ACTIVITY:
Exactly retype the lines of the material from its first line to the line with "id inside the", including both.

──────────

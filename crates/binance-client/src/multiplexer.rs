//! Request multiplexer
//!
//! Owns every in-flight request, keyed by a generated `RequestId`. An entry
//! is inserted before the request is dispatched and removed by id inside the
//! completion task, after the reply has been converted and before the
//! caller's continuation runs. The active map therefore never holds a
//! completed request, and removing one entry never disturbs the others.
//!
//! Requests are independent: completions arrive in whatever order the
//! transport finishes them. There is no cancellation and no timeout beyond
//! the transport's own single retry.

use std::collections::{BTreeMap, HashMap};
use std::fmt;
use std::sync::atomic::{AtomicU64, Ordering};
use std::sync::{Arc, Mutex, MutexGuard, PoisonError};
use std::time::Instant;

use tokio::sync::oneshot;
use tracing::{debug, warn};
use transport::{Method, OutboundRequest, Transport, TransportReply};

/// Identity of an in-flight request, unique for the multiplexer's lifetime.
#[derive(Debug, Clone, Copy, PartialEq, Eq, Hash, PartialOrd, Ord)]
pub struct RequestId(u64);

impl fmt::Display for RequestId {
    fn fmt(&self, f: &mut fmt::Formatter<'_>) -> fmt::Result {
        write!(f, "req-{}", self.0)
    }
}

/// What a continuation receives.
///
/// `status` is -1 when the transport produced no HTTP status; headers are
/// then empty. Header names are lowercase.
#[derive(Debug, Clone, PartialEq, Eq)]
pub struct Response {
    pub status: i32,
    pub body: String,
    pub headers: BTreeMap<String, String>,
}

impl Response {
    /// Status reported when no HTTP status was obtained.
    pub const NO_STATUS: i32 = -1;

    pub fn transport_failure() -> Self {
        Self {
            status: Self::NO_STATUS,
            body: String::new(),
            headers: BTreeMap::new(),
        }
    }

    /// 200-299 inclusive.
    pub fn is_success(&self) -> bool {
        (200..=299).contains(&self.status)
    }

    /// Case-insensitive header lookup.
    pub fn header(&self, name: &str) -> Option<&str> {
        self.headers
            .get(&name.to_ascii_lowercase())
            .map(String::as_str)
    }

    fn from_reply(reply: TransportReply) -> Self {
        let headers = reply
            .headers
            .into_iter()
            .map(|(name, value)| (name.to_ascii_lowercase(), value))
            .collect();
        Self {
            status: i32::from(reply.status),
            body: String::from_utf8_lossy(&reply.body).into_owned(),
            headers,
        }
    }
}

/// Bookkeeping for one active request.
#[derive(Debug)]
struct InFlight {
    method: Method,
    path: String,
    issued_at: Instant,
}

type ActiveMap = Arc<Mutex<HashMap<RequestId, InFlight>>>;

/// Tracks and dispatches concurrent requests over one transport.
///
/// The active map sits behind a std `Mutex` that is only held for inserts,
/// removals and counts, never across an `.await`.
pub struct Multiplexer {
    transport: Arc<dyn Transport>,
    active: ActiveMap,
    next_id: AtomicU64,
}

impl Multiplexer {
    pub fn new(transport: Arc<dyn Transport>) -> Self {
        debug!(transport = transport.id(), "multiplexer initialized");
        Self {
            transport,
            active: Arc::new(Mutex::new(HashMap::new())),
            next_id: AtomicU64::new(1),
        }
    }

    /// Dispatch `request` and return immediately.
    ///
    /// `continuation` runs exactly once on the tokio runtime, after the entry
    /// has left the active set. Must be called from within a runtime.
    pub fn issue<F>(&self, request: OutboundRequest, continuation: F) -> RequestId
    where
        F: FnOnce(Response) + Send + 'static,
    {
        let id = RequestId(self.next_id.fetch_add(1, Ordering::Relaxed));
        let method = request.method.clone();

        {
            let mut active = lock(&self.active);
            active.insert(
                id,
                InFlight {
                    method: method.clone(),
                    path: request.url.path().to_string(),
                    issued_at: Instant::now(),
                },
            );
            metrics::gauge!("binance_requests_in_flight").set(active.len() as f64);
        }
        debug!(request_id = %id, %method, path = request.url.path(), "request issued");

        let transport = Arc::clone(&self.transport);
        let active = Arc::clone(&self.active);
        tokio::spawn(async move {
            let outcome = transport.send(request).await;

            let entry = {
                let mut active = lock(&active);
                let entry = active.remove(&id);
                metrics::gauge!("binance_requests_in_flight").set(active.len() as f64);
                entry
            };

            let response = match outcome {
                Ok(reply) => Response::from_reply(reply),
                Err(e) => {
                    warn!(request_id = %id, error = %e, "request failed before a status was received");
                    Response::transport_failure()
                }
            };

            match entry {
                Some(entry) => record_completion(id, &entry, response.status),
                None => warn!(request_id = %id, "completed request was not in the active set"),
            }

            continuation(response);
        });

        id
    }

    /// Dispatch `request` and wait for its response.
    pub async fn fetch(&self, request: OutboundRequest) -> Response {
        let (tx, rx) = oneshot::channel();
        self.issue(request, move |response| {
            let _ = tx.send(response);
        });
        // The sender is only dropped unsent if the completion task panicked
        rx.await.unwrap_or_else(|_| Response::transport_failure())
    }

    /// Number of requests currently in flight.
    pub fn in_flight(&self) -> usize {
        lock(&self.active).len()
    }

    /// Whether `id` is still awaiting completion.
    pub fn is_active(&self, id: RequestId) -> bool {
        lock(&self.active).contains_key(&id)
    }
}

fn lock(active: &ActiveMap) -> MutexGuard<'_, HashMap<RequestId, InFlight>> {
    active.lock().unwrap_or_else(PoisonError::into_inner)
}

fn record_completion(id: RequestId, entry: &InFlight, status: i32) {
    let elapsed = entry.issued_at.elapsed();
    let method = entry.method.to_string();
    metrics::counter!(
        "binance_requests_total",
        "method" => method.clone(),
        "status" => status.to_string()
    )
    .increment(1);
    metrics::histogram!("binance_request_duration_seconds", "method" => method)
        .record(elapsed.as_secs_f64());
    debug!(
        request_id = %id,
        method = %entry.method,
        path = %entry.path,
        status,
        elapsed_ms = elapsed.as_millis() as u64,
        "request completed"
    );
}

──────────

ANSWER TO THE EXERCISE:
filename crates/binance-client/src/multiplexer.rs
//! Request multiplexer
//!
//! Owns every in-flight request, keyed by a generated `RequestId`. An entry
//! is inserted before the request is dispatched and removed by id inside the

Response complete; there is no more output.